Devemos admitir que a ideia é compreensível, embora errada. De facto, no passado, muitos dos fármacos da psiquiatria, incluindo os antidepressivos – ainda numa fase inicial de desenvolvimento (o que, de resto, é verdade para muitos medicamentos de todas as áreas da medicina) – tinham como efeito secundário frequente a sedação. Assim, era frequente que pessoas que estivessem a tratar a sua depressão ou ansiedade ficassem sonolentas e um pouco lentificadas, já que os fármacos da altura causavam sono.
 
Também no passado, os medicamentos usados na esquizofrenia, chamados antipsicóticos, causavam muito sono.

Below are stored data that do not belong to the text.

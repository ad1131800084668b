//! Loop regions: repeated evaluation of a manager's members until convergence.
//!
//! A region is a set of graph nodes tagged with their manager at build time. The executor hands
//! the manager to [`Executor::run_loop`], which re-runs the members in topological order with a
//! fresh member cache per iteration. A nested region is just another member whose evaluation
//! happens to be a loop.

use std::collections::HashMap;
use std::sync::Arc;

use log::{debug, warn};
use serde::Serialize;

use super::{lookup, CapabilityOutcome, Executor, Scope};
use crate::error::LibraryError;
use crate::graph::{LoopRegion, NodeIndex};
use crate::model::{ParameterPoint, Value};
use crate::node::AbortPolicy;

#[derive(Serialize, Debug, Clone, Copy, PartialEq, Eq)]
pub enum LoopState {
    Idle,
    Iterating,
    Converged,
    Aborted,
}

/// What loop members can see about their loop.
#[derive(Debug, Clone)]
pub struct LoopContext {
    region: String,
    iteration: u32,
    previous: HashMap<String, Arc<Value>>,
}

impl LoopContext {
    /// Name of the managing node.
    pub fn region(&self) -> &str {
        &self.region
    }

    /// 1-based.
    pub fn iteration(&self) -> u32 {
        self.iteration
    }

    /// A member's value from the previous iteration. `None` on the first one.
    pub fn previous(&self, capability: &str) -> Option<&Value> {
        self.previous.get(capability).map(|v| v.as_ref())
    }
}

/// How a loop ended, visible to its manager.
#[derive(Serialize, Debug, Clone, PartialEq, Eq)]
pub struct LoopReport {
    pub region: String,
    pub state: LoopState,
    pub iterations: u32,
    pub max_iterations: u32,
}

impl LoopReport {
    pub fn converged(&self) -> bool {
        self.state == LoopState::Converged
    }
}

/// State machine of one loop run: `Idle -> Iterating -> Converged | Aborted`.
#[derive(Debug)]
pub(crate) struct LoopManager {
    state: LoopState,
    max_iterations: u32,
    context: LoopContext,
}

impl LoopManager {
    pub(crate) fn new(region: impl Into<String>, max_iterations: u32) -> Self {
        Self {
            state: LoopState::Idle,
            max_iterations,
            context: LoopContext {
                region: region.into(),
                iteration: 0,
                previous: HashMap::new(),
            },
        }
    }

    pub(crate) fn state(&self) -> LoopState {
        self.state
    }

    pub(crate) fn context(&self) -> &LoopContext {
        &self.context
    }

    /// Starts the next iteration.
    pub(crate) fn begin_iteration(&mut self) -> &LoopContext {
        self.state = LoopState::Iterating;
        self.context.iteration += 1;
        &self.context
    }

    /// Records the iteration's member values and decides whether to go on.
    pub(crate) fn finish_iteration(
        &mut self,
        converged: bool,
        values: HashMap<String, Arc<Value>>,
    ) -> bool {
        self.context.previous = values;
        if converged {
            self.state = LoopState::Converged;
        } else if self.context.iteration >= self.max_iterations {
            self.state = LoopState::Aborted;
        }
        self.state == LoopState::Iterating
    }

    /// Final member values by capability.
    pub(crate) fn values(&self) -> &HashMap<String, Arc<Value>> {
        &self.context.previous
    }

    pub(crate) fn report(&self) -> LoopReport {
        LoopReport {
            region: self.context.region.clone(),
            state: self.state,
            iterations: self.context.iteration,
            max_iterations: self.max_iterations,
        }
    }
}

impl Executor {
    /// Runs the region managed by `manager`, then the manager itself.
    ///
    /// `outer` is the loop context of the region the manager is itself a member of.
    pub(super) fn run_loop(
        &self,
        point: &ParameterPoint,
        scopes: &[&Scope],
        manager: NodeIndex,
        outer: Option<&LoopContext>,
    ) -> Result<CapabilityOutcome, LibraryError> {
        let graph = self.graph();
        let node = graph.node(manager);
        let Some(region_id) = node.manages() else {
            return self.evaluate_node(point, scopes, manager, outer, None);
        };
        let region = graph.region(region_id);
        let name = node.name();

        // Dependencies from outside the region must hold before the loop is worth running.
        for &(_, dep) in node.dependencies() {
            if graph.node(dep).region() == Some(region_id) {
                continue;
            }
            match lookup(scopes, dep) {
                Some(CapabilityOutcome::Value(_)) | None => {}
                Some(other) => return Ok(other.clone()),
            }
        }

        let mut state = LoopManager::new(name.clone(), region.max_iterations());
        let mut members = Scope::new();
        loop {
            let context = state.begin_iteration().clone();
            members.clear();
            for &member in region.members() {
                let outcome = {
                    let mut layered = scopes.to_vec();
                    layered.push(&members);
                    if graph.node(member).manages().is_some() {
                        self.run_loop(point, &layered, member, Some(&context))?
                    } else {
                        self.evaluate_node(point, &layered, member, Some(&context), None)?
                    }
                };
                if !outcome.is_value() {
                    debug!(
                        "Loop `{}` stopped in iteration {}: `{}` did not produce a value",
                        name,
                        context.iteration(),
                        graph.node(member).name()
                    );
                    return Ok(outcome);
                }
                members.insert(member, outcome);
            }

            let converged = self.read_convergence(region, &members, &name)?;
            let values = member_values(self, region, &members);
            if !state.finish_iteration(converged, values) {
                break;
            }
        }

        let report = state.report();
        debug!(
            "Loop `{}` finished: {:?} after {} iterations",
            name, report.state, report.iterations
        );
        if state.state() == LoopState::Aborted {
            let message = format!(
                "loop did not converge within {} iterations",
                report.max_iterations
            );
            match region.on_abort() {
                AbortPolicy::Invalidate => {
                    warn!("`{}`: {}; invalidating point", name, message);
                    return Ok(CapabilityOutcome::Invalidated {
                        reason: message,
                        origin: name,
                    });
                }
                AbortPolicy::Error => {
                    warn!("`{}`: {}", name, message);
                    return Ok(CapabilityOutcome::Error {
                        diagnostic: format!("`{}`: {}", name, message),
                    });
                }
                AbortPolicy::Accept => {
                    debug!("`{}`: {}; accepting last iteration", name, message);
                }
            }
        }

        let mut layered = scopes.to_vec();
        layered.push(&members);
        self.evaluate_node(point, &layered, manager, outer, Some((state.values(), &report)))
    }

    fn read_convergence(
        &self,
        region: &LoopRegion,
        members: &Scope,
        manager: &str,
    ) -> Result<bool, LibraryError> {
        let node = self.graph().node(region.convergence());
        let value = members
            .get(&region.convergence())
            .and_then(CapabilityOutcome::value)
            .ok_or_else(|| {
                LibraryError::fatal(
                    manager,
                    format!("convergence member `{}` was not evaluated", node.name()),
                )
            })?;
        value.as_bool().ok_or_else(|| {
            LibraryError::fatal(
                node.name(),
                format!(
                    "convergence capability `{}` must be a Boolean, got {}",
                    node.capability(),
                    value.kind()
                ),
            )
        })
    }
}

fn member_values(
    executor: &Executor,
    region: &LoopRegion,
    members: &Scope,
) -> HashMap<String, Arc<Value>> {
    region
        .members()
        .iter()
        .filter_map(|m| match members.get(m) {
            Some(CapabilityOutcome::Value(v)) => Some((
                executor.graph().node(*m).capability().to_string(),
                v.clone(),
            )),
            _ => None,
        })
        .collect()
}

#[cfg(test)]
mod tests {
    use super::*;

    #[test]
    fn test_converges_before_bound() {
        let mut manager = LoopManager::new("DarkBit::RD_oh2", 5);
        assert_eq!(manager.state(), LoopState::Idle);
        assert_eq!(manager.begin_iteration().iteration(), 1);
        assert!(manager.finish_iteration(false, HashMap::new()));
        assert_eq!(manager.state(), LoopState::Iterating);

        manager.begin_iteration();
        let values = HashMap::from([("estimate".to_string(), Arc::new(Value::from(0.11)))]);
        assert!(!manager.finish_iteration(true, values));
        let report = manager.report();
        assert!(report.converged());
        assert_eq!(report.iterations, 2);
        assert_eq!(
            manager.context().previous("estimate").and_then(Value::as_number),
            Some(0.11)
        );
    }

    #[test]
    fn test_aborts_exactly_at_bound() {
        let mut manager = LoopManager::new("DarkBit::RD_oh2", 3);
        let mut iterations = 0;
        loop {
            manager.begin_iteration();
            iterations += 1;
            if !manager.finish_iteration(false, HashMap::new()) {
                break;
            }
        }
        assert_eq!(iterations, 3);
        assert_eq!(manager.state(), LoopState::Aborted);
        assert_eq!(manager.report().iterations, 3);
    }

    #[test]
    fn test_previous_is_empty_on_first_iteration() {
        let mut manager = LoopManager::new("M::loop", 2);
        let context = manager.begin_iteration();
        assert!(context.previous("anything").is_none());
        assert_eq!(context.region(), "M::loop");
    }
}
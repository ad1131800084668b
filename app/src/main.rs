use std::io;
use std::path::PathBuf;

use anyhow::{Context, Result};
use clap::{Parser as ClapParser, Subcommand};
use depres::evaluation::Dispatch;

mod config;
mod runner;
mod toy;

use config::RunConfig;

#[derive(ClapParser)]
#[command(name = "depres")]
#[command(about = "Resolve and evaluate capability graphs over parameter points")]
struct Cli {
    #[command(subcommand)]
    command: Commands,
}

#[derive(Subcommand)]
enum Commands {
    /// Evaluate every point of a run file, printing one JSON line per point
    Run {
        /// Run file (defaults to run.toml in the config directory)
        file: Option<PathBuf>,
        /// Directory scanned for backend plugins
        #[arg(long)]
        plugin_dir: Option<PathBuf>,
        /// Evaluate independent nodes of a point concurrently
        #[arg(long)]
        parallel: bool,
    },
    /// List registered providers and discovered backends
    List {
        /// Directory scanned for backend plugins
        #[arg(long)]
        plugin_dir: Option<PathBuf>,
    },
    /// Write an example run file
    Init {
        /// Destination (defaults to run.toml in the config directory)
        path: Option<PathBuf>,
        /// Overwrite an existing file
        #[arg(long)]
        force: bool,
    },
}

fn run_file(file: Option<PathBuf>) -> Result<PathBuf> {
    file.or_else(config::default_run_path)
        .context("no run file given and no config directory available")
}

fn main() -> Result<()> {
    env_logger::init();
    let cli = Cli::parse();

    match cli.command {
        Commands::Run {
            file,
            plugin_dir,
            parallel,
        } => {
            let path = run_file(file)?;
            let config = config::load_run_config(&path)?;
            let dispatch = parallel.then_some(Dispatch::Parallel);
            runner::run(&config, plugin_dir.as_deref(), dispatch, &mut io::stdout().lock())?;
        }
        Commands::List { plugin_dir } => {
            let config = RunConfig::example();
            let backends = runner::discover_backends(&config, plugin_dir.as_deref())?;
            let mut registry = toy::registry()?;
            registry.apply_backend_status(&backends);
            runner::list(&registry, &backends, &mut io::stdout().lock())?;
        }
        Commands::Init { path, force } => {
            let path = run_file(path)?;
            config::save_run_config(&RunConfig::example(), &path, force)?;
            println!("Wrote {}", path.display());
        }
    }
    Ok(())
}
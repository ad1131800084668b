//! Backends: external native calculation libraries exposing versioned function groups.

mod loader;
mod registry;

use std::collections::HashMap;
use std::fmt;
use std::str::FromStr;
use std::sync::{Arc, Mutex};

use libloading::Library;

use crate::error::BackendError;
use crate::model::Value;
use crate::node::NodeFailure;

pub use registry::{BackendBinding, BackendRegistry};

#[derive(Debug, Clone, Copy, PartialEq, Eq, PartialOrd, Ord, Hash)]
pub struct Version {
    pub major: u32,
    pub minor: u32,
    pub patch: u32,
}

impl Version {
    pub const fn new(major: u32, minor: u32, patch: u32) -> Self {
        Self {
            major,
            minor,
            patch,
        }
    }
}

impl From<(u32, u32, u32)> for Version {
    fn from((major, minor, patch): (u32, u32, u32)) -> Self {
        Self::new(major, minor, patch)
    }
}

impl fmt::Display for Version {
    fn fmt(&self, f: &mut fmt::Formatter<'_>) -> fmt::Result {
        write!(f, "{}.{}.{}", self.major, self.minor, self.patch)
    }
}

impl FromStr for Version {
    type Err = BackendError;

    /// Accepts `1`, `1.2` and `1.2.3`.
    fn from_str(s: &str) -> Result<Self, Self::Err> {
        let mut parts = [0u32; 3];
        let pieces: Vec<&str> = s.trim().split('.').collect();
        if pieces.is_empty() || pieces.len() > 3 {
            return Err(BackendError::InvalidVersion(s.to_string()));
        }
        for (slot, piece) in parts.iter_mut().zip(&pieces) {
            *slot = piece
                .parse()
                .map_err(|_| BackendError::InvalidVersion(s.to_string()))?;
        }
        Ok(Version::new(parts[0], parts[1], parts[2]))
    }
}

/// Accepted backend versions.
#[derive(Debug, Clone, Copy, PartialEq, Eq, Default)]
pub enum VersionReq {
    #[default]
    Any,
    Exact(Version),
    /// `>= v` within the same major version.
    Compatible(Version),
    /// Half-open range `[min, max)`.
    Range { min: Version, max: Version },
}

impl VersionReq {
    pub fn matches(&self, version: &Version) -> bool {
        match self {
            VersionReq::Any => true,
            VersionReq::Exact(v) => v == version,
            VersionReq::Compatible(v) => version.major == v.major && version >= v,
            VersionReq::Range { min, max } => version >= min && version < max,
        }
    }
}

impl fmt::Display for VersionReq {
    fn fmt(&self, f: &mut fmt::Formatter<'_>) -> fmt::Result {
        match self {
            VersionReq::Any => write!(f, "*"),
            VersionReq::Exact(v) => write!(f, "={}", v),
            VersionReq::Compatible(v) => write!(f, "^{}", v),
            VersionReq::Range { min, max } => write!(f, ">={}, <{}", min, max),
        }
    }
}

/// A single callable exposed by a backend.
pub trait BackendFunction: Send + Sync {
    fn call(&self, args: &[Value]) -> Result<Value, NodeFailure>;
}

impl<F> BackendFunction for F
where
    F: Fn(&[Value]) -> Result<Value, NodeFailure> + Send + Sync,
{
    fn call(&self, args: &[Value]) -> Result<Value, NodeFailure> {
        self(args)
    }
}

/// One entry of a backend's function table.
#[derive(Clone)]
pub struct BackendFunctionEntry {
    pub group: String,
    pub type_name: String,
    pub function: Arc<dyn BackendFunction>,
}

impl BackendFunctionEntry {
    pub fn new<F>(group: impl Into<String>, type_name: impl Into<String>, function: F) -> Self
    where
        F: Fn(&[Value]) -> Result<Value, NodeFailure> + Send + Sync + 'static,
    {
        Self::from_arc(group, type_name, Arc::new(function))
    }

    pub fn from_arc(
        group: impl Into<String>,
        type_name: impl Into<String>,
        function: Arc<dyn BackendFunction>,
    ) -> Self {
        Self {
            group: group.into(),
            type_name: type_name.into(),
            function,
        }
    }
}

/// Plugin trait implemented by dynamically loaded backends.
pub trait BackendPlugin: Send + Sync {
    fn name(&self) -> &str;
    fn version(&self) -> (u32, u32, u32);
    fn thread_safe(&self) -> bool {
        false
    }
    fn functions(&self) -> Vec<BackendFunctionEntry>;
}

pub type BackendPluginCreateFn = unsafe extern "C" fn() -> *mut dyn BackendPlugin;

#[derive(Debug, Clone, PartialEq, Eq)]
pub enum LoadStatus {
    Loaded,
    Absent(String),
    Broken(String),
}

impl LoadStatus {
    pub fn is_loaded(&self) -> bool {
        matches!(self, LoadStatus::Loaded)
    }
}

/// A discovered backend and its function table.
pub struct Backend {
    name: String,
    version: Version,
    status: LoadStatus,
    thread_safe: bool,
    functions: HashMap<String, BackendFunctionEntry>,
    /// Serialises calls into backends that are not reentrant.
    call_lock: Mutex<()>,
    // Must be dropped after `functions`, which may point into the library.
    _library: Option<Arc<Library>>,
}

impl Backend {
    pub fn new(name: impl Into<String>, version: impl Into<Version>) -> Self {
        Self {
            name: name.into(),
            version: version.into(),
            status: LoadStatus::Loaded,
            thread_safe: false,
            functions: HashMap::new(),
            call_lock: Mutex::new(()),
            _library: None,
        }
    }

    /// A backend that was expected but could not be found.
    pub fn absent(
        name: impl Into<String>,
        version: impl Into<Version>,
        reason: impl Into<String>,
    ) -> Self {
        let mut backend = Self::new(name, version);
        backend.status = LoadStatus::Absent(reason.into());
        backend
    }

    /// A backend that was found but failed to load.
    pub fn broken(
        name: impl Into<String>,
        version: impl Into<Version>,
        reason: impl Into<String>,
    ) -> Self {
        let mut backend = Self::new(name, version);
        backend.status = LoadStatus::Broken(reason.into());
        backend
    }

    pub fn from_plugin(plugin: &dyn BackendPlugin) -> Self {
        let mut backend = Self::new(plugin.name(), plugin.version());
        backend.thread_safe = plugin.thread_safe();
        for entry in plugin.functions() {
            backend.functions.insert(entry.group.clone(), entry);
        }
        backend
    }

    pub fn with_function(mut self, entry: BackendFunctionEntry) -> Self {
        self.functions.insert(entry.group.clone(), entry);
        self
    }

    pub fn thread_safe(mut self, thread_safe: bool) -> Self {
        self.thread_safe = thread_safe;
        self
    }

    pub(crate) fn attach_library(&mut self, library: Arc<Library>) {
        self._library = Some(library);
    }

    pub fn name(&self) -> &str {
        &self.name
    }

    pub fn version(&self) -> Version {
        self.version
    }

    pub fn status(&self) -> &LoadStatus {
        &self.status
    }

    pub fn is_thread_safe(&self) -> bool {
        self.thread_safe
    }

    pub fn function(&self, group: &str) -> Option<&BackendFunctionEntry> {
        self.functions.get(group)
    }

    pub fn groups(&self) -> impl Iterator<Item = &str> {
        self.functions.keys().map(String::as_str)
    }

    /// `name@version`.
    pub fn label(&self) -> String {
        format!("{}@{}", self.name, self.version)
    }
}

impl fmt::Debug for Backend {
    fn fmt(&self, f: &mut fmt::Formatter<'_>) -> fmt::Result {
        f.debug_struct("Backend")
            .field("name", &self.name)
            .field("version", &self.version)
            .field("status", &self.status)
            .field("thread_safe", &self.thread_safe)
            .field("groups", &self.functions.keys().collect::<Vec<_>>())
            .finish()
    }
}

/// A node's need for a backend function group.
#[derive(Debug, Clone, PartialEq, Eq)]
pub struct BackendRequirement {
    pub group: String,
    pub type_name: Option<String>,
    pub backend: Option<String>,
    pub versions: VersionReq,
}

impl BackendRequirement {
    pub fn new(group: impl Into<String>) -> Self {
        Self {
            group: group.into(),
            type_name: None,
            backend: None,
            versions: VersionReq::Any,
        }
    }

    pub fn of_type(mut self, type_name: impl Into<String>) -> Self {
        self.type_name = Some(type_name.into());
        self
    }

    /// Restricts the requirement to one backend and version range.
    pub fn from_backend(mut self, backend: impl Into<String>, versions: VersionReq) -> Self {
        self.backend = Some(backend.into());
        self.versions = versions;
        self
    }

    pub(crate) fn accepts(&self, backend: &Backend) -> bool {
        if let Some(name) = &self.backend {
            if name != backend.name() {
                return false;
            }
        }
        if !self.versions.matches(&backend.version()) {
            return false;
        }
        match backend.function(&self.group) {
            Some(entry) => self
                .type_name
                .as_ref()
                .map_or(true, |t| *t == entry.type_name),
            None => false,
        }
    }
}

É preciso lembrar que esses eram os melhores medicamentos disponíveis na altura e, na realidade, ajudaram muitos doentes. Porém, mais uma vez, entorpeciam os doentes. Desses tempos ficou a imagem do doente mental apático e “apagado”.
 
No entanto, muita coisa mudou (e muito!). O perfil de tratamento e dos efeitos secundários dos medicamentos foi extraordinariamente melhorado. Na verdade, usando o tratamento da depressão como exemplo, os antidepressivos modernos não só não dão sono como ajudam a pessoa a sentir-se menos triste, mais desperta, serena e com energia para enfrentar o dia-a-dia. Inclusive, ajudam a ficar mais desperto durante o dia e a dormir melhor à noite! Além disso, alguns medicamentos mais antigos ainda podem ser usados precisamente porque… dão sono! – sendo muito úteis no tratamento da insónia. 
 
O receio dos medicamentos psiquiátricos é compreensível, mas errado. Se precisar de um desses medicamentos peça ao seu médico de família ou psiquiatra que esclareça como é que o fármaco vai actuar. Lembre-se: a doença mental existe e pode ser grave, mas há muito que se pode fazer. Fale com o seu médico sobre a medicação e… relaxe.


Artigo elaborado por:
Daniel R. Machado
Interno de Psiquiatria do Centro Hospitalar de Leiria

(Rubrica “Falemos de Saúde Mental”, publicada mensalmente no Diário de Leiria)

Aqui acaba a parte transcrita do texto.